India opened its space sector and got 400 startups. Now it's opened its nuclear sector after seventy years of secrecy — at exactly the moment AI data centres are desperate for clean, constant power. The 100 GW target may prove aspirational, but the direction is unmistakable: nuclear is moving from India's most closed industry to one of its most strategically important open frontiers.

— BharatBusinessIndex Analysis, July 2026
FAQ

Most-Searched Nuclear Energy Questions — Answered

Can private companies build nuclear plants in India now?
Yes — for the first time in about 70 years. The SHANTI Act (passed December 2025) amended the Atomic Energy Act and the Civil Liability for Nuclear Damage Act to allow private sector participation. Private Indian conglomerates, including firms in steel, aluminium, and data centres, can now fund, build, and operate nuclear assets as a new "User" category. This is a landmark reform, parallel to how India opened its space sector to private players.
What is a Small Modular Reactor (SMR)?
An SMR is a nuclear reactor that produces up to about 300 MWe per module — much smaller than conventional reactors. Key advantages: components can be factory-built and assembled on site (hence "modular"), they need a smaller safety exclusion zone (~500m vs 1-1.5km for large plants), they can be deployed incrementally, and they suit remote areas, captive industrial power, and repurposing retiring coal plant sites. India is developing three: the BSMR-200, SMR-55, and a hydrogen-focused HTGR.
Why is nuclear important for India's AI ambitions?
AI data centres consume enormous amounts of electricity and need it 24/7 — firm, always-on power that intermittent solar and wind can't provide alone. Nuclear delivers exactly this: reliable, low-carbon baseload power. As Reliance, Adani, and global players invest $210 billion in Indian AI infrastructure, clean baseload becomes a defining constraint. SMRs, which can be deployed near data centre campuses for captive power, are increasingly seen as a natural fit — with reports of Adani eyeing 1.6 GW of nuclear capacity.
⚛️ BharatBusinessIndex Verdict

India's Nuclear Opening Is a Genuine Structural Shift — Ambitious on Timeline, but Strategically Sound.

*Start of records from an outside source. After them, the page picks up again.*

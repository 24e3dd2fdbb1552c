use chrono::NaiveDate;
use std::cmp::Ordering;
use std::collections::HashSet;

use crate::model::{
    Assignment, AssignmentCategory, AttendanceRecord, Grade, SchoolClass, Student, StudentStatus,
};

fn contains_folded(haystack: &str, needle: &str) -> bool {
    haystack.to_lowercase().contains(needle)
}

/// Case-insensitive substring match on first name, last name or email.
/// A blank query keeps everything.
pub fn search_students(students: Vec<Student>, query: &str) -> Vec<Student> {
    let needle = query.trim().to_lowercase();
    if needle.is_empty() {
        return students;
    }
    students
        .into_iter()
        .filter(|s| {
            contains_folded(&s.first_name, &needle)
                || contains_folded(&s.last_name, &needle)
                || contains_folded(&s.email, &needle)
        })
        .collect()
}

pub fn search_classes(classes: Vec<SchoolClass>, query: &str) -> Vec<SchoolClass> {
    let needle = query.trim().to_lowercase();
    if needle.is_empty() {
        return classes;
    }
    classes
        .into_iter()
        .filter(|c| contains_folded(&c.name, &needle) || contains_folded(&c.subject, &needle))
        .collect()
}

#[derive(Debug, Clone, Copy, Default, PartialEq, Eq)]
pub enum StudentSortField {
    FirstName,
    #[default]
    LastName,
    Email,
    StudentId,
    GradeLevel,
    EnrollmentDate,
    Status,
}

impl StudentSortField {
    pub fn parse(raw: &str) -> Option<Self> {
        match raw {
            "firstName" => Some(StudentSortField::FirstName),
            "lastName" => Some(StudentSortField::LastName),
            "email" => Some(StudentSortField::Email),
            "studentId" => Some(StudentSortField::StudentId),
            "gradeLevel" => Some(StudentSortField::GradeLevel),
            "enrollmentDate" => Some(StudentSortField::EnrollmentDate),
            "status" => Some(StudentSortField::Status),
            _ => None,
        }
    }
}

#[derive(Debug, Clone, Copy, Default, PartialEq, Eq)]
pub enum SortDirection {
    #[default]
    Asc,
    Desc,
}

impl SortDirection {
    pub fn parse(raw: &str) -> Option<Self> {
        match raw.to_ascii_lowercase().as_str() {
            "asc" => Some(SortDirection::Asc),
            "desc" => Some(SortDirection::Desc),
            _ => None,
        }
    }
}

/// Stable sort on one field; equal keys fall back to identifier order.
pub fn sort_students(students: &mut [Student], field: StudentSortField, direction: SortDirection) {
    students.sort_by(|a, b| {
        let ord = match field {
            StudentSortField::FirstName => a.first_name.cmp(&b.first_name),
            StudentSortField::LastName => a.last_name.cmp(&b.last_name),
            StudentSortField::Email => a.email.cmp(&b.email),
            StudentSortField::StudentId => a.student_id.cmp(&b.student_id),
            StudentSortField::GradeLevel => a.grade_level.cmp(&b.grade_level),
            StudentSortField::EnrollmentDate => a.enrollment_date.cmp(&b.enrollment_date),
            StudentSortField::Status => a.status.as_str().cmp(b.status.as_str()),
        };
        let ord = match direction {
            SortDirection::Asc => ord,
            SortDirection::Desc => ord.reverse(),
        };
        if ord == Ordering::Equal {
            a.id.cmp(&b.id)
        } else {
            ord
        }
    });
}

#[derive(Debug, Clone, Default)]
pub struct StudentFilter {
    pub query: Option<String>,
    pub grade_level: Option<u8>,
    pub status: Option<StudentStatus>,
}

pub fn filter_students(students: Vec<Student>, filter: &StudentFilter) -> Vec<Student> {
    let mut out = match filter.query.as_deref() {
        Some(q) => search_students(students, q),
        None => students,
    };
    if let Some(level) = filter.grade_level {
        out.retain(|s| s.grade_level == level);
    }
    if let Some(status) = filter.status {
        out.retain(|s| s.status == status);
    }
    out
}

#[derive(Debug, Clone, Default)]
pub struct ClassFilter {
    pub query: Option<String>,
    pub term: Option<String>,
    pub subject: Option<String>,
}

pub fn filter_classes(classes: Vec<SchoolClass>, filter: &ClassFilter) -> Vec<SchoolClass> {
    let mut out = match filter.query.as_deref() {
        Some(q) => search_classes(classes, q),
        None => classes,
    };
    if let Some(term) = filter.term.as_deref() {
        out.retain(|c| c.term == term);
    }
    if let Some(subject) = filter.subject.as_deref() {
        out.retain(|c| c.subject == subject);
    }
    out
}

pub fn assignments_for_class(
    assignments: Vec<Assignment>,
    class_id: Option<i64>,
    category: Option<AssignmentCategory>,
) -> Vec<Assignment> {
    assignments
        .into_iter()
        .filter(|a| class_id.map_or(true, |id| a.class_id == id))
        .filter(|a| category.map_or(true, |c| a.category == c))
        .collect()
}

/// Grades narrowed by student and/or by class. A grade belongs to a class when
/// its assignment does.
pub fn filter_grades(
    grades: Vec<Grade>,
    assignments: &[Assignment],
    student_id: Option<i64>,
    class_id: Option<i64>,
) -> Vec<Grade> {
    let class_assignments: Option<HashSet<i64>> = class_id.map(|cid| {
        assignments
            .iter()
            .filter(|a| a.class_id == cid)
            .map(|a| a.id)
            .collect()
    });
    grades
        .into_iter()
        .filter(|g| student_id.map_or(true, |id| g.student_id == id))
        .filter(|g| {
            class_assignments
                .as_ref()
                .map_or(true, |ids| ids.contains(&g.assignment_id))
        })
        .collect()
}

#[derive(Debug, Clone, Default)]
pub struct AttendanceFilter {
    pub student_id: Option<i64>,
    pub class_id: Option<i64>,
    pub date: Option<NaiveDate>,
    /// Inclusive lower bound.
    pub from: Option<NaiveDate>,
    /// Inclusive upper bound.
    pub to: Option<NaiveDate>,
}

pub fn filter_attendance(
    records: Vec<AttendanceRecord>,
    filter: &AttendanceFilter,
) -> Vec<AttendanceRecord> {
    records
        .into_iter()
        .filter(|r| filter.student_id.map_or(true, |id| r.student_id == id))
        .filter(|r| filter.class_id.map_or(true, |id| r.class_id == id))
        .filter(|r| filter.date.map_or(true, |d| r.date == d))
        .filter(|r| filter.from.map_or(true, |d| r.date >= d))
        .filter(|r| filter.to.map_or(true, |d| r.date <= d))
        .collect()
}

A 100 GW target by 2047 (10x today's capacity). ₹20,000 crore for SMRs. The SHANTI Act ending a 70-year state monopoly. The Fast Breeder Reactor achieving criticality. Customs duties on nuclear imports removed until 2035. Taken together, these represent the most significant transformation of India's nuclear sector since its founding. The parallel to the space-sector opening is apt: a strategically vital industry, long locked in government hands, being opened to private capital and innovation.

The timing is what makes it compelling. India's nuclear push arrives exactly as AI data centres create unprecedented demand for firm, clean, 24/7 power — the one thing nuclear does better than any other low-carbon source. The convergence of the Nuclear Energy Mission, the SHANTI Act's private opening, and the $210 billion AI infrastructure boom creates a genuine, self-reinforcing case for nuclear that didn't exist a few years ago. The PFBR criticality also validates India's deep indigenous technical capability.

The honest caveats are about pace and proof. SMRs remain unproven at commercial scale anywhere in the world, the jump from 8.8 GW to 100 GW demands a build rate India has never achieved, and the workforce needs to roughly quadruple. The 100 GW-by-2047 target is best read as a direction of ambition rather than a firm forecast — much like the green hydrogen mission's 5 MMT goal. But the structural change is real: nuclear has gone from India's most closed industry to an open strategic frontier, backed by capital, legal reform, and a powerful new demand driver in AI. For industrial firms, technology providers, and long-term energy investors, this is one of the most consequential policy shifts of the decade. Watch the first SMR groundbreaking and private "User" deals — that's where ambition meets execution.